Governor’s Emergency Education Relief (GEER) Fund
A third and smaller grant program for K-12 schools created by the CARES Act is the Governor’s Emergency Education Relief (GEER) fund. The first round totaled $51 million for Massachusetts. GEER funding is distributed based on a blend of Massachusetts’ share of all students nationally (including higher education) and low-income students.16

Grants into the GEER fund can be used flexibly at the discretion of Governor Baker to support education services harmed by the pandemic. These funds can support all levels of education, with early childhood education providers, local schools, education non-profits, and institutes of higher education all eligible to receive grants.17 For this analysis, we include GEER as a potential source of K-12 funding ranging between $0-$51 million. When the Commonwealth makes full data on GEER spending available, it should be clearly disaggregated into early childhood, K-12, and higher education components.

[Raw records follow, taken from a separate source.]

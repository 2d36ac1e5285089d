//! Configuration types for archrules.

use serde::{Deserialize, Serialize};
use std::collections::HashMap;
use std::path::{Path, PathBuf};

use crate::rule::Priority;

/// Top-level configuration.
#[derive(Debug, Clone, Default, Serialize, Deserialize)]
pub struct Config {
    /// Lowest priority whose violations fail `check` (default: medium).
    #[serde(default)]
    pub fail_on: Priority,

    /// Evaluation settings.
    #[serde(default)]
    pub evaluation: EvaluationConfig,

    /// Model input settings.
    #[serde(default)]
    pub model: ModelConfig,

    /// Per-rule configurations, keyed by rule name.
    #[serde(default)]
    pub rules: HashMap<String, RuleConfig>,
}

impl Config {
    /// Creates a new default configuration.
    #[must_use]
    pub fn new() -> Self {
        Self::default()
    }

    /// Loads configuration from a TOML file.
    ///
    /// # Errors
    ///
    /// Returns an error if the file cannot be read or parsed.
    pub fn from_file(path: &Path) -> Result<Self, ConfigError> {
        let content = std::fs::read_to_string(path).map_err(|e| ConfigError::Io {
            path: path.to_path_buf(),
            source: e,
        })?;
        Self::parse(&content)
    }

    /// Parses configuration from a TOML string.
    ///
    /// # Errors
    ///
    /// Returns an error if the TOML is invalid.
    pub fn parse(content: &str) -> Result<Self, ConfigError> {
        toml::from_str(content).map_err(|e| ConfigError::Parse {
            message: e.to_string(),
        })
    }

    /// Checks if a rule is enabled.
    #[must_use]
    pub fn is_rule_enabled(&self, rule_name: &str) -> bool {
        self.rules
            .get(rule_name)
            .map_or(true, |c| c.enabled.unwrap_or(true))
    }

    /// Gets the priority override for a rule.
    #[must_use]
    pub fn rule_priority(&self, rule_name: &str) -> Option<Priority> {
        self.rules.get(rule_name).and_then(|c| c.priority)
    }
}

/// Evaluation settings.
#[derive(Debug, Clone, Serialize, Deserialize)]
pub struct EvaluationConfig {
    /// Evaluate rules on a worker pool.
    #[serde(default = "default_true")]
    pub parallel: bool,

    /// Worker pool size; the rayon default when absent.
    #[serde(default)]
    pub threads: Option<usize>,
}

impl Default for EvaluationConfig {
    fn default() -> Self {
        Self {
            parallel: true,
            threads: None,
        }
    }
}

fn default_true() -> bool {
    true
}

/// Model input settings.
#[derive(Debug, Clone, Serialize, Deserialize)]
pub struct ModelConfig {
    /// File or directory of model JSON.
    #[serde(default = "default_model_path")]
    pub path: PathBuf,
}

impl Default for ModelConfig {
    fn default() -> Self {
        Self {
            path: default_model_path(),
        }
    }
}

fn default_model_path() -> PathBuf {
    PathBuf::from("build/archrules")
}

/// Per-rule configuration.
#[derive(Debug, Clone, Default, Serialize, Deserialize)]
pub struct RuleConfig {
    /// Whether this rule is enabled.
    #[serde(default)]
    pub enabled: Option<bool>,

    /// Priority override for this rule.
    #[serde(default)]
    pub priority: Option<Priority>,
}

/// Configuration errors.
#[derive(Debug, thiserror::Error)]
pub enum ConfigError {
    /// IO error reading config file.
    #[error("Failed to read config file {path}: {source}")]
    Io {
        /// Path that failed to read.
        path: PathBuf,
        /// Underlying IO error.
        source: std::io::Error,
    },

    /// Parse error in config file.
    #[error("Failed to parse config: {message}")]
    Parse {
        /// Parse error message.
        message: String,
    },
}
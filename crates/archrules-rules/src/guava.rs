//! Rules discouraging Guava types that have standard-library replacements.
//!
//! # Detected Patterns
//!
//! - `guava optional`: dependencies on `com.google.common.base.Optional`
//! - `guava collections`: dependencies on anything in
//!   `com.google.common.collect..`
//!
//! # Good Patterns
//!
//! `java.util.Optional`, `java.util.List.of(..)`, Kotlin collections.

use archrules_core::condition::conditions::depend_on_classes_that;
use archrules_core::predicate::have;
use archrules_core::predicates::class::{fully_qualified_name, reside_in_a_package};
use archrules_core::rule::{self, Priority, Rule, RuleError};
use archrules_core::{RuleMap, RuleSet};

/// Rule name for Guava `Optional`.
pub const OPTIONAL: &str = "guava optional";

/// Rule name for Guava collections.
pub const COLLECTIONS: &str = "guava collections";

/// Guava rule set.
#[derive(Debug, Clone, Copy, Default)]
pub struct GuavaRules;

/// No class uses Guava's `Optional`.
///
/// # Errors
///
/// Returns an error if the rule definition is invalid.
pub fn optional_rule() -> Result<Rule, RuleError> {
    rule::priority(Priority::Medium)
        .no_classes()
        .should(depend_on_classes_that(have(fully_qualified_name(
            "com.google.common.base.Optional",
        ))))
        .because("Java Optional is preferred over Guava Optional")
        .build()
}

/// No class uses Guava collections.
///
/// # Errors
///
/// Returns an error if the rule definition is invalid.
pub fn collections_rule() -> Result<Rule, RuleError> {
    rule::priority(Priority::Medium)
        .no_classes()
        .should(depend_on_classes_that(reside_in_a_package(
            "com.google.common.collect..",
        )))
        .because(
            "Guava collections should not be used for compatibility reasons. \
             Prefer Java or Kotlin standard library collections instead.",
        )
        .build()
}

impl RuleSet for GuavaRules {
    fn name(&self) -> &'static str {
        "guava"
    }

    fn description(&self) -> &'static str {
        "Guava types with standard-library replacements"
    }

    fn rules(&self) -> Result<RuleMap, RuleError> {
        Ok(RuleMap::from([
            (OPTIONAL.to_string(), optional_rule()?),
            (COLLECTIONS.to_string(), collections_rule()?),
        ]))
    }
}
//! JSpecify nullability rules.
//!
//! # Rationale
//!
//! `@NullMarked` makes non-null the default for a class, so the remaining
//! `@Nullable` annotations carry real information. Legacy nullability
//! annotations from other vendors mix semantics and confuse tooling once a
//! class is null marked.
//!
//! # Detected Patterns
//!
//! - Public top-level production classes with public members and no
//!   `@NullMarked` annotation (Kotlin classes are exempt)
//! - Null-marked classes still depending on JetBrains, Spring, javax or
//!   Jakarta nullability annotations
//! - `Optional` fields and `Optional` method parameters
//!
//! # Good Patterns
//!
//! ```text
//! @NullMarked
//! public class Users {
//!     public @Nullable User find(String id) { ... }
//! }
//! ```

use archrules_core::condition::conditions::{
    be_annotated_with, depend_on_classes_that, have_raw_parameter_types, have_raw_type,
};
use archrules_core::hierarchy::{
    contain_any_code_units_that, contain_any_fields_that, contain_any_methods_that,
};
use archrules_core::model::{JavaClass, Modifier};
use archrules_core::predicate::{are_not, have, not};
use archrules_core::predicates::class::{fully_qualified_name, top_level};
use archrules_core::predicates::{annotated_with, modifier};
use archrules_core::rule::{self, Priority, Rule, RuleError};
use archrules_core::{DescribedPredicate, RuleMap, RuleSet};

/// `org.jspecify.annotations.NullMarked`
pub const NULL_MARKED: &str = "org.jspecify.annotations.NullMarked";

const JUNIT_TEST: &str = "org.junit.jupiter.api.Test";
const KOTLIN_METADATA: &str = "kotlin.Metadata";
const LEGACY_REASON: &str = "Only JSpecify annotations should be used on @NullMarked classes";

/// Legacy annotation pairs, keyed by rule name.
const LEGACY_ANNOTATIONS: [(&str, &str, &str); 4] = [
    (
        "upgrade legacy jetbrains annotations",
        "org.jetbrains.annotations.Nullable",
        "org.jetbrains.annotations.NotNull",
    ),
    (
        "upgrade legacy spring annotations",
        "org.springframework.lang.Nullable",
        "org.springframework.lang.NonNull",
    ),
    (
        "upgrade legacy javax annotations",
        "javax.annotation.Nullable",
        "javax.annotation.Nonnull",
    ),
    (
        "upgrade legacy jakarta annotations",
        "jakarta.annotation.Nullable",
        "jakarta.annotation.Nonnull",
    ),
];

/// Nullability rule set.
#[derive(Debug, Clone, Copy, Default)]
pub struct NullabilityRules;

/// Classes with no method annotated as a JUnit test.
fn have_no_tests() -> DescribedPredicate<JavaClass> {
    not(contain_any_methods_that(annotated_with(JUNIT_TEST))).described_as("have no tests")
}

fn contain_any_public_members() -> DescribedPredicate<JavaClass> {
    contain_any_code_units_that(modifier(Modifier::Public))
        .or(contain_any_fields_that(modifier(Modifier::Public)))
        .described_as("contain any members that modifier PUBLIC")
}

/// Public API classes should be `@NullMarked`.
///
/// # Errors
///
/// Returns an error if the rule definition is invalid.
pub fn public_classes_null_marked() -> Result<Rule, RuleError> {
    rule::priority(Priority::Medium)
        .classes()
        .that(top_level())
        .that(modifier(Modifier::Public).described_as("are public"))
        .that(contain_any_public_members())
        .that(have_no_tests())
        .that(are_not(annotated_with(KOTLIN_METADATA)))
        .should(be_annotated_with::<JavaClass>(NULL_MARKED))
        .allow_empty_should(true)
        .because("public classes should be null marked")
        .build()
}

/// Null-marked classes must not depend on either legacy annotation.
///
/// # Errors
///
/// Returns an error if the rule definition is invalid.
pub fn upgrade_legacy(nullable: &str, non_null: &str) -> Result<Rule, RuleError> {
    rule::priority(Priority::Medium)
        .no_classes()
        .that(annotated_with(NULL_MARKED))
        .should(depend_on_classes_that(have(fully_qualified_name(nullable))))
        .or_should(depend_on_classes_that(have(fully_qualified_name(non_null))))
        .allow_empty_should(true)
        .because(LEGACY_REASON)
        .build()
}

/// No field has type `java.util.Optional`.
///
/// # Errors
///
/// Returns an error if the rule definition is invalid.
pub fn no_optional_fields() -> Result<Rule, RuleError> {
    rule::priority(Priority::Medium)
        .no_fields()
        .should(have_raw_type("java.util.Optional"))
        .allow_empty_should(true)
        .because("Class fields should not be Optional, use Nullable instead")
        .build()
}

/// No method takes exactly one `java.util.Optional` parameter.
///
/// # Errors
///
/// Returns an error if the rule definition is invalid.
pub fn no_optional_parameters() -> Result<Rule, RuleError> {
    rule::priority(Priority::Low)
        .no_methods()
        .should(have_raw_parameter_types(["java.util.Optional"]))
        .allow_empty_should(true)
        .because("Method parameters should not be Optional")
        .build()
}

impl RuleSet for NullabilityRules {
    fn name(&self) -> &'static str {
        "nullability"
    }

    fn description(&self) -> &'static str {
        "JSpecify null-marking and Optional usage"
    }

    fn rules(&self) -> Result<RuleMap, RuleError> {
        let mut rules = RuleMap::from([
            (
                "public classes should be @NullMarked".to_string(),
                public_classes_null_marked()?,
            ),
            ("no Optional class fields".to_string(), no_optional_fields()?),
            (
                "no Optional method parameters".to_string(),
                no_optional_parameters()?,
            ),
        ]);
        for (name, nullable, non_null) in LEGACY_ANNOTATIONS {
            rules.insert(name.to_string(), upgrade_legacy(nullable, non_null)?);
        }
        Ok(rules)
    }
}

School Meals, Health, and Nutrition Funding
The CARES Act contained $108 million for Child Nutrition and National School Lunch Programs to directly support school meals across Massahcusetts. On top of these additional resources, CARES and other relief bills contained significant flexibilities for schools to administer meals in new and unique ways due to the challenges of the pandemic, while many requirements were relaxed.18 Through the pandemic-EBT program, starting in the Spring of 2020, families that lost access to meals in schools during remote learning could convert these critical nutrition benefits to an EBT card to purchase food.19 P-EBT could be utilized in combination with other food outreach programs, including community-based grab-and-go meal programs.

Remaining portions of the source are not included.